No le contesté, seguí jugando con sus cojones ya completamente retraídos y pegados a la base del rabo. Eso me permitió palpar el canal que conducía al ano. Chupándome el índice lo aproximé al agujero y comencé a dar vueltas y a masajearle el orificio. Un gutural suspiro confirmó su aprobación. Poco a poco fui introduciendo el dedo, y cuando comprobé que estaba bastante relajado, también le introduje el medio. Con los dos en el recto, muy lentamente, fui buscando la dureza de la próstata. El sargento se removía presa de gusto al tiempo que su esfinter se relajaba y contraía. Bramaba cada vez que recorría las oquedades y palpaba su glándula. Con la otra mano, le agarré la polla por la base y comencé a lamer los laterales con mucha parsimonía. Tragué la secreción transparente que había fluido de la punta y fui aumentando la presión sobre la suave piel del pene de arriba a abajo. Le masturbaba haciendo recorrer mi lengua por cada pliegue de su capullo, la saliva iba lubricando todo el tronco de su verga, pero todavía no deseaba introducírmela en la boca, quería que lo me pidiese, que me rogase que se la comiera, que me la tragase entera como yo también deseaba y había soñando desde el primer día que le vi. Continué lamiendo y jugando con mis dedos en su culo, hasta que me suplicó que se la mamase. Obediente, cerré los ojos y abrí los labios, poco a poco fui dejando que me introdujera la verga. Me quedé quieto, frunciendo los labios una vez tuve dentro el capullo para que sintiese más placer, pero permitiéndo que fuese él quién imprimiera el ritmo a la felación. Puso una mano en mi cabeza y presionó hacía su húmedo pubis. Lentamente su polla fue desapareciendo en mi boca por completo.

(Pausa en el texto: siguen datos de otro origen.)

use std::{
    env, fs,
    path::{Path, PathBuf},
};

use anyhow::{bail, Context};
use clap::{ArgAction, Args, Parser, Subcommand};
use console::style;
use proofline_core::{
    languages::LANGUAGES, set_language, CheckClient, CommandError, Editor, Engine, FixOutcome,
    IgnoredRule, IgnoredRules, MemoryEditor, Navigation, Problem, Region, Settings,
};
use serde::Serialize;
use tracing::{debug, info};

/// Proofline CLI entry point.
#[derive(Debug, Parser)]
#[command(
    name = "proofline",
    about = "Check prose against a LanguageTool server and fix what it finds."
)]
struct Cli {
    /// Path to settings file (YAML). Defaults to proofline.yml if present.
    #[arg(long, global = true, default_value = "proofline.yml")]
    config: PathBuf,

    #[command(subcommand)]
    command: Command,
}

#[derive(Debug, Subcommand)]
enum Command {
    /// Check a file and list the problems found.
    Check(CheckArgs),
    /// Apply the first suggested replacement of every problem.
    Fix(FixArgs),
    /// Manage deactivated rules.
    #[command(subcommand)]
    Rules(RulesCommand),
    /// List the languages that can be selected with --language.
    Languages,
}

#[derive(Debug, Args)]
struct ServerArgs {
    /// Language code for this document (e.g. en-US, de-DE, auto).
    #[arg(long, value_name = "CODE")]
    language: Option<String>,

    /// Check endpoint, overriding the settings file.
    #[arg(long, value_name = "URL")]
    server: Option<String>,
}

#[derive(Debug, Args)]
struct CheckArgs {
    #[arg(value_name = "FILE")]
    file: PathBuf,

    #[command(flatten)]
    server: ServerArgs,

    /// Only check characters START..END of the file.
    #[arg(long, value_name = "START:END", value_parser = parse_range)]
    range: Option<Region>,

    /// Emit JSON output for automation.
    #[arg(long, action = ArgAction::SetTrue)]
    json: bool,
}

#[derive(Debug, Args)]
struct FixArgs {
    #[arg(value_name = "FILE")]
    file: PathBuf,

    #[command(flatten)]
    server: ServerArgs,

    /// Write the fixed text back instead of printing it.
    #[arg(long, action = ArgAction::SetTrue)]
    write: bool,
}

#[derive(Debug, Subcommand)]
enum RulesCommand {
    /// Show every deactivated rule.
    List,
    /// Deactivate a rule by id.
    Add {
        id: String,
        #[arg(long, default_value = "")]
        description: String,
    },
    /// Reactivate a rule.
    Remove { id: String },
}

#[derive(Debug, Serialize)]
struct ProblemReport {
    id: usize,
    line: usize,
    column: usize,
    offset: usize,
    length: usize,
    text: String,
    category: String,
    rule: String,
    message: String,
    replacements: Vec<String>,
    urls: Vec<String>,
}

#[derive(Debug, Serialize)]
struct CheckReport {
    path: String,
    language: String,
    problems: Vec<ProblemReport>,
}

/// Settings plus the ignored-rule list they point at.
struct Session {
    settings: Settings,
    rules: IgnoredRules,
}

impl Session {
    fn load(config: &Path) -> anyhow::Result<Self> {
        let settings = Settings::load_or_default(config)?;
        let root = match config.parent() {
            Some(dir) if !dir.as_os_str().is_empty() => dir.to_path_buf(),
            _ => env::current_dir()?,
        };
        let rules = IgnoredRules::load(&settings.ignored_rules_file(&root))?;
        Ok(Self { settings, rules })
    }

    fn settings_for(&self, args: &ServerArgs) -> Settings {
        let mut settings = self.settings.clone();
        if let Some(server) = &args.server {
            settings.server = server.clone();
        }
        settings
    }
}

#[tokio::main]
async fn main() -> anyhow::Result<()> {
    let cli = Cli::parse();
    let mut session = Session::load(&cli.config)?;
    init_tracing(session.settings.debug)?;

    match cli.command {
        Command::Check(args) => run_check(&session, args).await,
        Command::Fix(args) => run_fix(&session, args).await,
        Command::Rules(command) => run_rules(&mut session, command),
        Command::Languages => {
            print_languages();
            Ok(())
        }
    }
}

fn init_tracing(debug: bool) -> anyhow::Result<()> {
    let level = if debug { "proofline=debug" } else { "proofline=info" };
    tracing_subscriber::fmt()
        .with_env_filter(tracing_subscriber::EnvFilter::from_default_env().add_directive(level.parse()?))
        .with_writer(std::io::stderr)
        .init();
    Ok(())
}

fn open_document(path: &Path, language: Option<&str>) -> anyhow::Result<MemoryEditor> {
    let text =
        fs::read_to_string(path).with_context(|| format!("Failed to read {}", path.display()))?;
    let mut editor = MemoryEditor::new(text);
    if let Some(code) = language {
        set_language(&mut editor, code).context("Run `proofline languages` for valid codes")?;
    }
    Ok(editor)
}

async fn check_document(
    engine: &mut Engine<PathBuf>,
    editor: &mut MemoryEditor,
    path: &PathBuf,
    settings: &Settings,
    rules: &IgnoredRules,
) -> anyhow::Result<String> {
    let client = CheckClient::from_settings(settings);
    let plan = engine.prepare_check(editor, settings, rules);
    info!(
        path = %path.display(),
        language = %plan.language,
        region = %plan.region,
        "checking"
    );
    let result = client
        .check(&plan.text, &plan.language, &plan.disabled_rules)
        .await;
    engine
        .complete_check(editor, path, &plan, result)
        .with_context(|| format!("Failed to check {} against {}", path.display(), client.endpoint()))?;
    Ok(plan.language)
}

async fn run_check(session: &Session, args: CheckArgs) -> anyhow::Result<()> {
    let settings = session.settings_for(&args.server);
    let mut editor = open_document(&args.file, args.server.language.as_deref())?;
    if let Some(range) = args.range {
        if range.end > editor.size() {
            bail!(
                "Range {range} is past the end of {} ({} characters)",
                args.file.display(),
                editor.size()
            );
        }
        editor.set_selection(range);
    }

    let mut engine = Engine::new(&settings)?;
    let language =
        check_document(&mut engine, &mut editor, &args.file, &settings, &session.rules).await?;
    let problems = engine.problems(&args.file);

    if args.json {
        let report = CheckReport {
            path: args.file.to_string_lossy().to_string(),
            language,
            problems: problems.iter().map(|p| report_for(editor.text(), p)).collect(),
        };
        println!("{}", serde_json::to_string_pretty(&report)?);
    } else {
        print_human_report(&args.file, editor.text(), problems, &language);
    }
    Ok(())
}

async fn run_fix(session: &Session, args: FixArgs) -> anyhow::Result<()> {
    let settings = session.settings_for(&args.server);
    let mut editor = open_document(&args.file, args.server.language.as_deref())?;
    let mut engine = Engine::new(&settings)?;
    let doc = args.file.clone();
    check_document(&mut engine, &mut editor, &doc, &settings, &session.rules).await?;

    let mut applied = 0usize;
    let mut skipped = 0usize;
    while let Navigation::Selected(id) = engine.goto_next(&mut editor, &doc, true) {
        let outcome = match engine.apply_fix(&mut editor, &doc) {
            Ok(FixOutcome::Choose { problem, .. }) => {
                engine.choose_replacement(&mut editor, &doc, problem, Some(0))
            }
            other => other,
        };
        match outcome {
            Ok(FixOutcome::Applied { caret, .. }) => {
                debug!(%id, caret, "fixed");
                applied += 1;
            }
            Ok(_) => {}
            Err(CommandError::NoReplacements(_)) => skipped += 1,
            Err(err) => return Err(err).with_context(|| format!("Failed to fix problem {id}")),
        }
        for change in editor.take_changes() {
            engine.on_text_changed(&doc, &change);
        }
        engine.on_modified(&mut editor, &doc);
    }

    let summary = format!(
        "{} fixes applied, {} problems without suggestions",
        applied, skipped
    );
    if args.write {
        fs::write(&doc, editor.text())
            .with_context(|| format!("Failed to write {}", doc.display()))?;
        println!("{}: {}", style(doc.display()).bold(), summary);
    } else {
        print!("{}", editor.text());
        eprintln!("{summary}");
    }
    Ok(())
}

fn run_rules(session: &mut Session, command: RulesCommand) -> anyhow::Result<()> {
    match command {
        RulesCommand::List => {
            if session.rules.rules().is_empty() {
                println!("{}", style("no deactivated rules").green());
            }
            for rule in session.rules.rules() {
                println!("{}  {}", style(&rule.id).cyan(), rule.description);
            }
        }
        RulesCommand::Add { id, description } => {
            if !session.rules.add(IgnoredRule {
                id: id.clone(),
                description,
            }) {
                println!("rule {id} is already deactivated");
                return Ok(());
            }
            session.rules.save()?;
            println!("deactivated rule {}", style(&id).cyan());
        }
        RulesCommand::Remove { id } => {
            if !session.rules.remove(&id) {
                bail!("Rule {id} is not deactivated");
            }
            session.rules.save()?;
            println!("activated rule {}", style(&id).cyan());
        }
    }
    Ok(())
}

fn print_languages() {
    for (index, (name, code)) in LANGUAGES.iter().enumerate() {
        println!("{index:>3}  {}  {name}", style(format!("{code:<6}")).cyan());
    }
}

fn print_human_report(path: &Path, text: &str, problems: &[Problem], language: &str) {
    println!(
        "{} ({} problems, language {})",
        style(path.to_string_lossy()).bold(),
        problems.len(),
        language
    );
    if problems.is_empty() {
        println!("  {}", style("clean").green());
        return;
    }
    for problem in problems {
        let (line, column) = line_col(text, problem.offset);
        println!(
            "  [{}] {}:{} {}",
            style(&problem.category).yellow(),
            line,
            column,
            problem.message
        );
        println!("      → {}", problem.original_content);
        if !problem.replacements.is_empty() {
            println!("      suggestion: {}", problem.replacements.join(", "));
        }
        println!("      rule: {}", style(&problem.rule).dim());
    }
}

fn report_for(text: &str, problem: &Problem) -> ProblemReport {
    let (line, column) = line_col(text, problem.offset);
    ProblemReport {
        id: problem.id.0,
        line,
        column,
        offset: problem.offset,
        length: problem.length,
        text: problem.original_content.clone(),
        category: problem.category.clone(),
        rule: problem.rule.clone(),
        message: problem.message.clone(),
        replacements: problem.replacements.clone(),
        urls: problem.urls.clone(),
    }
}

/// 1-based line and column of a character offset.
fn line_col(text: &str, offset: usize) -> (usize, usize) {
    let mut line = 1;
    let mut column = 1;
    for ch in text.chars().take(offset) {
        if ch == '\n' {
            line += 1;
            column = 1;
        } else {
            column += 1;
        }
    }
    (line, column)
}

fn parse_range(value: &str) -> Result<Region, String> {
    let (start, end) = value
        .split_once(':')
        .ok_or_else(|| format!("expected START:END, got `{value}`"))?;
    let start = start
        .trim()
        .parse::<usize>()
        .map_err(|err| format!("invalid start `{start}`: {err}"))?;
    let end = end
        .trim()
        .parse::<usize>()
        .map_err(|err| format!("invalid end `{end}`: {err}"))?;
    Ok(Region::new(start, end))
}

-No te muevas -me pidió-, acostúmbrate a tenerla toda dentro y no sentirás náuseas. De sobra sabía yo lo que había que hacer, dejé que la gorda verga del sargento se acomodase a mi paladar y garganta. Al rato, levantó liberó mi cabeza como dándome la señal para que fuera yo quien acomodase el ritmo de la penetración. Levanté la cabeza y extraje su miembro todo reluciente para, acto seguido, volverlo a meter iniciando así una placentera follada. Fui aumentando la rapidez del mete y saca, tragando la abundante saliva que mi boca y su polla generaban mientras el sargento se retorcía de placer. Llegado el momento, sustituí los dedos por el pulgar y, mientras le mamaba la polla frenéticamente, presioné la prostata varias veces. El sargento gimoteaba de placer e imposible contenerse por más tiempo, con fuertes acometidas contra mi cara, empezó a correrse inundándome la boca, yo no paraba de chuparle capullo al tiempo que con la mano apuraba las últimas sacudidas de semen.

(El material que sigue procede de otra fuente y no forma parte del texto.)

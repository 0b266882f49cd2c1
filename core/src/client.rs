//! HTTP client for the remote grammar checker.
//!
//! Stateless: one form-encoded POST per check, answered by a JSON object
//! with a `matches` array.

use reqwest::Client;
use serde::Deserialize;
use tracing::debug;

use crate::config::Settings;
use crate::error::CheckError;
use crate::problem::RawMatch;

#[derive(Debug, Deserialize)]
struct CheckResponse {
    matches: Option<Vec<RawMatch>>,
}

/// Client for a LanguageTool-compatible `/check` endpoint.
#[derive(Debug, Clone)]
pub struct CheckClient {
    http: Client,
    endpoint: String,
    user_agent: String,
}

impl CheckClient {
    pub fn new(endpoint: impl Into<String>, user_agent: impl Into<String>) -> Self {
        Self {
            http: Client::new(),
            endpoint: endpoint.into(),
            user_agent: user_agent.into(),
        }
    }

    pub fn from_settings(settings: &Settings) -> Self {
        Self::new(settings.server.clone(), settings.user_agent.clone())
    }

    pub fn endpoint(&self) -> &str {
        &self.endpoint
    }

    /// Sends `text` for checking. A failure is never reported as an empty
    /// match list.
    pub async fn check(
        &self,
        text: &str,
        language: &str,
        ignored_rule_ids: &[String],
    ) -> Result<Vec<RawMatch>, CheckError> {
        let form = request_form(text, language, &self.user_agent, ignored_rule_ids);

        debug!(endpoint = %self.endpoint, language, chars = text.chars().count(), "sending check request");
        let response = self
            .http
            .post(&self.endpoint)
            .header(reqwest::header::USER_AGENT, &self.user_agent)
            .form(&form)
            .send()
            .await?;

        let status = response.status();
        let body = response.text().await?;
        if !status.is_success() {
            return Err(CheckError::Status {
                status: status.as_u16(),
                body,
            });
        }
        parse_response(&body)
    }
}

/// Form fields of one check request. `disabledRules` is always present,
/// empty when no rule is ignored.
fn request_form(
    text: &str,
    language: &str,
    user_agent: &str,
    ignored_rule_ids: &[String],
) -> Vec<(&'static str, String)> {
    vec![
        ("language", language.to_string()),
        ("text", text.to_string()),
        ("User-Agent", user_agent.to_string()),
        ("disabledRules", ignored_rule_ids.join(",")),
    ]
}

/// Extracts the match records from a checker response body.
pub fn parse_response(body: &str) -> Result<Vec<RawMatch>, CheckError> {
    let response: CheckResponse =
        serde_json::from_str(body).map_err(|e| CheckError::Decode(e.to_string()))?;
    response
        .matches
        .ok_or_else(|| CheckError::Decode("response has no `matches` array".into()))
}
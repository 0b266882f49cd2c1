//! Languages offered by *Change language*, as `(display name, code)`.

pub const AUTODETECT: &str = "auto";

pub static LANGUAGES: &[(&str, &str)] = &[
    ("Autodetect", AUTODETECT),
    ("Arabic", "ar"),
    ("Asturian", "ast-ES"),
    ("Belarusian", "be-BY"),
    ("Breton", "br-FR"),
    ("Catalan", "ca-ES"),
    ("Catalan (Valencian)", "ca-ES-valencia"),
    ("Chinese", "zh-CN"),
    ("Danish", "da-DK"),
    ("Dutch", "nl"),
    ("Dutch (Belgium)", "nl-BE"),
    ("English (Australian)", "en-AU"),
    ("English (Canadian)", "en-CA"),
    ("English (GB)", "en-GB"),
    ("English (New Zealand)", "en-NZ"),
    ("English (South African)", "en-ZA"),
    ("English (US)", "en-US"),
    ("Esperanto", "eo"),
    ("French", "fr"),
    ("Galician", "gl-ES"),
    ("German (Austria)", "de-AT"),
    ("German (Germany)", "de-DE"),
    ("German (Swiss)", "de-CH"),
    ("Greek", "el-GR"),
    ("Irish", "ga-IE"),
    ("Italian", "it"),
    ("Japanese", "ja-JP"),
    ("Khmer", "km-KH"),
    ("Persian", "fa"),
    ("Polish", "pl-PL"),
    ("Portuguese (Angola)", "pt-AO"),
    ("Portuguese (Brazil)", "pt-BR"),
    ("Portuguese (Mozambique)", "pt-MZ"),
    ("Portuguese (Portugal)", "pt-PT"),
    ("Romanian", "ro-RO"),
    ("Russian", "ru-RU"),
    ("Slovak", "sk-SK"),
    ("Slovenian", "sl-SI"),
    ("Spanish", "es"),
    ("Swedish", "sv"),
    ("Tagalog", "tl-PH"),
    ("Tamil", "ta-IN"),
    ("Ukrainian", "uk-UA"),
];

/// Table spelling of `code`, matched case-insensitively.
pub fn canonical_code(code: &str) -> Option<&'static str> {
    LANGUAGES
        .iter()
        .find(|(_, c)| c.eq_ignore_ascii_case(code))
        .map(|(_, c)| *c)
}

-Gracias, chaval, ha sido estupendo, ¡que bien la chupas! -suspiró aliviado, comprobando cómo resbalaban por las comisuras de mi boca hilillos de lefa y saliva-. Ahora será mejor que te vistas y me dejes descansar, llámame dentro de una hora -comentó mientras se limpiaba con las sábanas y se daba media vuelta.

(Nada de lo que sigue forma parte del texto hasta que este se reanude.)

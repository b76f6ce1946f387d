//! Environment variable credentials.
//!
//! Each upstream provider takes one bearer credential from the process
//! environment (`OPENAI_API_KEY`, `DEEPSEEK_API_KEY`). Values are wrapped in
//! [`SecretString`] as soon as they are read and never logged.

use secrecy::SecretString;

use palaver_types::llm::ProviderKind;

/// Bearer credentials for both providers. A missing key is not an error here;
/// calls routed to that provider fail instead.
#[derive(Default)]
pub struct ProviderCredentials {
    pub openai: Option<SecretString>,
    pub deepseek: Option<SecretString>,
}

impl ProviderCredentials {
    /// Read both keys from their environment variables.
    pub fn from_env() -> Self {
        Self {
            openai: read_env_secret(ProviderKind::OpenAi.api_key_env_var()),
            deepseek: read_env_secret(ProviderKind::DeepSeek.api_key_env_var()),
        }
    }

    pub fn get(&self, kind: ProviderKind) -> Option<&SecretString> {
        match kind {
            ProviderKind::OpenAi => self.openai.as_ref(),
            ProviderKind::DeepSeek => self.deepseek.as_ref(),
        }
    }
}

/// Read `name` from the environment. Unset and empty values both yield `None`.
pub fn read_env_secret(name: &str) -> Option<SecretString> {
    match std::env::var(name) {
        Ok(value) if !value.trim().is_empty() => Some(SecretString::from(value)),
        _ => None,
    }
}
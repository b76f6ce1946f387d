//! Axum router configuration with middleware.
//!
//! All resource routes are under `/api/`.
//! Middleware: CORS (any origin), request tracing.

use axum::Router;
use axum::extract::DefaultBodyLimit;
use axum::routing::{delete, get, post};
use tower_http::cors::{Any, CorsLayer};
use tower_http::trace::TraceLayer;

use crate::http::handlers;
use crate::state::AppState;

/// Room for multipart boundaries and part headers on top of the file bytes.
const MULTIPART_OVERHEAD_BYTES: usize = 64 * 1024;

/// Build the complete API router with all routes and middleware.
pub fn build_router(state: AppState) -> Router {
    let cors = CorsLayer::new()
        .allow_origin(Any)
        .allow_methods(Any)
        .allow_headers(Any);

    let upload_body_limit = state
        .upload_limits
        .max_files
        .saturating_mul(state.upload_limits.max_file_bytes)
        .saturating_add(MULTIPART_OVERHEAD_BYTES);

    let api_routes = Router::new()
        // Sessions
        .route(
            "/sessions",
            get(handlers::session::list_sessions).post(handlers::session::create_session),
        )
        .route(
            "/sessions/{id}",
            get(handlers::session::get_session)
                .patch(handlers::session::update_session)
                .delete(handlers::session::delete_session),
        )
        // Messages
        .route(
            "/sessions/{session_id}/messages",
            get(handlers::message::get_messages).post(handlers::message::send_message),
        )
        .route("/messages/{id}", delete(handlers::message::delete_message))
        // Uploads
        .route(
            "/upload",
            post(handlers::upload::upload_files).layer(DefaultBodyLimit::max(upload_body_limit)),
        )
        // Model catalog
        .route("/models", get(handlers::model::list_models));

    Router::new()
        .nest("/api", api_routes)
        .route("/health", get(health_check))
        .layer(cors)
        .layer(TraceLayer::new_for_http())
        .with_state(state)
}

/// GET /health - Simple health check endpoint.
async fn health_check() -> axum::Json<serde_json::Value> {
    axum::Json(serde_json::json!({
        "status": "ok",
        "version": env!("CARGO_PKG_VERSION"),
    }))
}
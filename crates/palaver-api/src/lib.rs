//! Palaver application layer: shared state and the REST API.
//!
//! The `palaver` binary (see `main.rs`) drives these from the command line.

pub mod http;
pub mod state;
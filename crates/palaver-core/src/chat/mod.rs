//! Chat session, message, and attachment handling for Palaver.
//!
//! - `repository`: the `ChatRepository` port the infrastructure layer implements
//! - `validation`: explicit checks turning caller drafts into typed values
//! - `service`: `ChatService`, orchestrating storage and the provider router

pub mod repository;
pub mod service;
pub mod validation;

No me sentí decepcionado, todo lo contrario: había conseguido comerme al bestia del sargento y eso me producía mucha satisfacción. Entré en el baño y empecé a masturbarme furiosamente corriéndome rápida y abundantemente. Me lavé y vestí sin perder tiempo, sin prestar atención al cuerpo que había dejado en la cama. A los pocos minutos ya estaba de vuelta al trabajo, cansado pero satisfecho; sabía que el muy cabrón tarde o temprano me buscaría y entonces sería yo quién repartiese las cartas.